O Doutor José Feliciano de Castilho, nascido em Aguim em 21 de Abril de 1769, morreu em 5 de Março de 1826. Doutorou-se em Medicina em 1796. Nomeado lente da respectiva faculdade, foi também sócio da Academia das Ciências de Lisboa. Era pai do grande poeta António Feliciano de Castilho. Primeiro médico da câmara de D. João VI, acompanhou-o no seu regresso do Brasil onde fora pedir justiça ao monarca pela perseguição que contra ele e outros lentes moveu o reitor da Universidade.

Fausto Sampaio, nascido em Alféloas, concelho de Anadia, em 4 de Abril de 1893, frequentou a Academia Julien, a Academia Rénard e a Academia de Ia Chaumière, em Paris. Em 1928 e 29 concorreu ao Salon, tendo sido admitido por unanimidade.

Em busca de novos motivos para as suas telas esteve na ilha de S. Tomé, em Macau, Timor, Ilhas Neerlandesas, Indochina, Singapura, Hong-Kong, Filipinas, Goa e África do Sul.

A sua arte maravilhosa está representada nos melhores museus de arte portuguesa, como o Museu de Arte Contemporânea, em Lisboa, Museu Machado de Castro, em Coimbra, Soares dos Reis, do Porto, José Malhoa, das Caldas da Rainha, Santos Rocha, da Figueira da Foz e ainda no Museu de Goa.

A Câmara Municipal de Anadia tem na sua sala nobre uma panorâmica pintada pelo grande artista, que amava a sua terra estremecidamente.

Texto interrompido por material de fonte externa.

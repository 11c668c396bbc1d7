//! Session records and their lifecycle.
//!
//! # Responsibilities
//! - Mint unguessable session identifiers
//! - Serialize session records into the backing store under `<prefix>:<id>`
//! - Touch (last_seen + TTL reset) on every successful lookup
//! - Bulk invalidation by user id
//!
//! # Design Decisions
//! - The gateway is the only writer; the store is the only durable copy
//! - A failed touch never turns a found session into an auth failure
//! - A touch only rewrites a record that is still present, so a concurrent
//!   logout or bulk invalidation always wins
//! - Undecodable records are treated as absent

use std::fmt;
use std::sync::Arc;
use std::time::Duration;

use chrono::{DateTime, Utc};
use rand::RngCore;
use serde::{Deserialize, Serialize};

use crate::auth::store::{SessionStore, StoreError};

/// Bytes of entropy per session id (hex encoded to 64 chars).
const SESSION_ID_BYTES: usize = 32;

/// Role carried by a session. Parsed case-insensitively.
#[derive(Debug, Clone, PartialEq, Eq, Serialize, Deserialize)]
#[serde(from = "String", into = "String")]
pub enum Role {
    Admin,
    User,
    Other(String),
}

impl Role {
    pub fn is_admin(&self) -> bool {
        matches!(self, Role::Admin)
    }
}

impl From<String> for Role {
    fn from(raw: String) -> Self {
        match raw.to_ascii_lowercase().as_str() {
            "admin" => Role::Admin,
            "user" => Role::User,
            _ => Role::Other(raw),
        }
    }
}

impl From<&str> for Role {
    fn from(raw: &str) -> Self {
        Role::from(raw.to_string())
    }
}

impl From<Role> for String {
    fn from(role: Role) -> Self {
        role.to_string()
    }
}

impl fmt::Display for Role {
    fn fmt(&self, f: &mut fmt::Formatter<'_>) -> fmt::Result {
        match self {
            Role::Admin => f.write_str("admin"),
            Role::User => f.write_str("user"),
            Role::Other(raw) => f.write_str(raw),
        }
    }
}

/// Server-side record bound to a session id.
#[derive(Debug, Clone, PartialEq, Serialize, Deserialize)]
pub struct Session {
    pub user_id: u64,
    pub name: String,
    pub email: String,
    pub role: Role,
    pub last_seen: DateTime<Utc>,
    pub ip_address: String,
    pub user_agent: String,
}

/// Creates, looks up, and invalidates sessions in a [`SessionStore`].
#[derive(Clone)]
pub struct SessionManager {
    store: Arc<dyn SessionStore>,
    prefix: String,
    ttl: Duration,
}

impl SessionManager {
    pub fn new(store: Arc<dyn SessionStore>, prefix: impl Into<String>, ttl: Duration) -> Self {
        Self {
            store,
            prefix: prefix.into(),
            ttl,
        }
    }

    pub fn ttl(&self) -> Duration {
        self.ttl
    }

    fn key(&self, id: &str) -> String {
        format!("{}:{}", self.prefix, id)
    }

    /// Fresh random session id from the OS-seeded thread RNG.
    pub fn generate_id() -> String {
        let mut bytes = [0u8; SESSION_ID_BYTES];
        rand::thread_rng().fill_bytes(&mut bytes);
        hex::encode(bytes)
    }

    /// Store a new session and return its id.
    pub async fn create(&self, session: &Session) -> Result<String, StoreError> {
        let id = Self::generate_id();
        self.write(&id, session).await?;
        tracing::info!(user_id = session.user_id, "Session created");
        Ok(id)
    }

    async fn write(&self, id: &str, session: &Session) -> Result<(), StoreError> {
        let payload = serde_json::to_string(session)?;
        self.store.put(&self.key(id), payload, self.ttl).await
    }

    async fn read(&self, key: &str) -> Result<Option<Session>, StoreError> {
        let Some(raw) = self.store.get(key).await? else {
            return Ok(None);
        };
        match serde_json::from_str(&raw) {
            Ok(session) => Ok(Some(session)),
            Err(e) => {
                tracing::warn!(error = %e, "Discarding undecodable session record");
                Ok(None)
            }
        }
    }

    /// Look up a session and touch it. Not read-only: `last_seen` and the TTL
    /// are refreshed on every hit.
    pub async fn get(&self, id: &str) -> Result<Option<Session>, StoreError> {
        let key = self.key(id);
        let Some(mut session) = self.read(&key).await? else {
            return Ok(None);
        };

        session.last_seen = Utc::now();
        let payload = serde_json::to_string(&session)?;
        match self.store.replace(&key, payload, self.ttl).await {
            Ok(true) => {}
            Ok(false) => {
                tracing::debug!(user_id = session.user_id, "Session removed during lookup");
                return Ok(None);
            }
            Err(e) => {
                tracing::warn!(user_id = session.user_id, error = %e, "Session touch failed");
            }
        }
        Ok(Some(session))
    }

    /// Reset the TTL without rewriting the record.
    pub async fn refresh(&self, id: &str) -> Result<bool, StoreError> {
        self.store.expire(&self.key(id), self.ttl).await
    }

    pub async fn delete(&self, id: &str) -> Result<(), StoreError> {
        self.store.delete(&self.key(id)).await
    }

    /// Remaining lifetime of a session.
    pub async fn remaining(&self, id: &str) -> Result<Option<Duration>, StoreError> {
        self.store.ttl(&self.key(id)).await
    }

    /// Delete every session belonging to `user_id`. Returns how many went.
    pub async fn delete_user_sessions(&self, user_id: u64) -> Result<usize, StoreError> {
        let keys = self
            .store
            .keys_with_prefix(&format!("{}:", self.prefix))
            .await?;

        let mut removed = 0;
        for key in keys {
            match self.read(&key).await? {
                Some(session) if session.user_id == user_id => {
                    self.store.delete(&key).await?;
                    removed += 1;
                }
                _ => {}
            }
        }

        tracing::info!(user_id, removed, "Invalidated user sessions");
        Ok(removed)
    }
}

impl fmt::Debug for SessionManager {
    fn fmt(&self, f: &mut fmt::Formatter<'_>) -> fmt::Result {
        f.debug_struct("SessionManager")
            .field("prefix", &self.prefix)
            .field("ttl", &self.ttl)
            .finish()
    }
}
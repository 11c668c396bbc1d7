//! Credential verification against the user service.

use std::time::Duration;

use async_trait::async_trait;
use reqwest::StatusCode;
use serde::{Deserialize, Serialize};

use crate::error::GatewayError;
use crate::http::request::{RequestIds, X_CORRELATION_ID, X_REQUEST_ID};

/// Identity returned by a successful credential check.
#[derive(Debug, Clone, PartialEq, Eq, Serialize, Deserialize)]
pub struct UserIdentity {
    pub id: u64,
    pub name: String,
    pub email: String,
    pub role: String,
}

/// Checks an email/password pair. Implemented by the user service client and
/// by test doubles.
#[async_trait]
pub trait CredentialVerifier: Send + Sync {
    async fn verify(
        &self,
        email: &str,
        password: &str,
        ids: &RequestIds,
    ) -> Result<UserIdentity, GatewayError>;
}

#[derive(Debug, Serialize)]
struct LoginPayload<'a> {
    email: &'a str,
    password: &'a str,
}

#[derive(Debug, Deserialize)]
struct LoginReply {
    #[serde(default)]
    success: bool,
    #[serde(default)]
    message: String,
    data: Option<UserIdentity>,
}

/// Calls `POST <service>/<path>` on the configured user service.
#[derive(Debug, Clone)]
pub struct UserServiceClient {
    http: reqwest::Client,
    service: String,
    url: String,
    user_agent: String,
}

impl UserServiceClient {
    pub fn new(
        service: impl Into<String>,
        base_url: &str,
        path: &str,
        timeout: Duration,
        user_agent: impl Into<String>,
    ) -> Result<Self, GatewayError> {
        let http = reqwest::Client::builder()
            .timeout(timeout)
            .build()
            .map_err(|e| GatewayError::InternalFault(format!("http client: {}", e)))?;

        Ok(Self {
            http,
            service: service.into(),
            url: format!("{}{}", base_url.trim_end_matches('/'), path),
            user_agent: user_agent.into(),
        })
    }

    fn unreachable(&self, e: impl std::fmt::Display) -> GatewayError {
        GatewayError::UpstreamUnreachable {
            service: self.service.clone(),
            reason: e.to_string(),
        }
    }
}

#[async_trait]
impl CredentialVerifier for UserServiceClient {
    async fn verify(
        &self,
        email: &str,
        password: &str,
        ids: &RequestIds,
    ) -> Result<UserIdentity, GatewayError> {
        let response = self
            .http
            .post(&self.url)
            .header(reqwest::header::USER_AGENT, &self.user_agent)
            .header(X_REQUEST_ID, &ids.request_id)
            .header(X_CORRELATION_ID, &ids.correlation_id)
            .json(&LoginPayload { email, password })
            .send()
            .await
            .map_err(|e| self.unreachable(e))?;

        let status = response.status();
        if status == StatusCode::UNAUTHORIZED {
            return Err(GatewayError::InvalidCredentials);
        }
        if status != StatusCode::OK {
            tracing::warn!(
                request_id = %ids.request_id,
                service = %self.service,
                status = %status,
                "Credential check returned unexpected status"
            );
            return Err(GatewayError::UpstreamBadStatus {
                service: self.service.clone(),
                status,
            });
        }

        let reply: LoginReply = response.json().await.map_err(|e| self.unreachable(e))?;
        match reply {
            LoginReply { success: true, data: Some(user), .. } => Ok(user),
            LoginReply { message, .. } => {
                tracing::info!(request_id = %ids.request_id, reason = %message, "Login rejected");
                Err(GatewayError::InvalidCredentials)
            }
        }
    }
}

Vista panorâmica de Anadia (pág. 25).

ANADIA - Vista panorâmica

 

Tanto no aspecto puramente turístico, como no ponto de vista da economia geral do concelho, duas obras se impõe realizar urgentemente: a ligação directa da estância termal e turística da Curia à praia de Mira; e a ligação, hoje deficientíssima, da sede do concelho a Mortágua, através da zona serrana, intensamente arborizada. Parte da primeira foi já efectuada há anos, faltando apenas construir alguns quilómetros através da planície gandareza. A segunda tem primordial importância económica para valorização da zona florestal norte da cordilheira do Buçaco. Sem a construção do trecho rodoviário de Vale da Mó ao limite do concelho de Mortágua, já servido pela nova estrada há pouco concluída, o problema da exploração das matas, que constituem por assim dizer a única riqueza da região, não terá solução.

Espera-se que a comparticipação do Estado já solicitada pela Câmara Municipal de Anadia, para a construção do respectivo troço, seja concedido para bem da numerosa e activa população serrana que desde há anos persistentemente espera essa obra fundamental para a sua recuperação económica.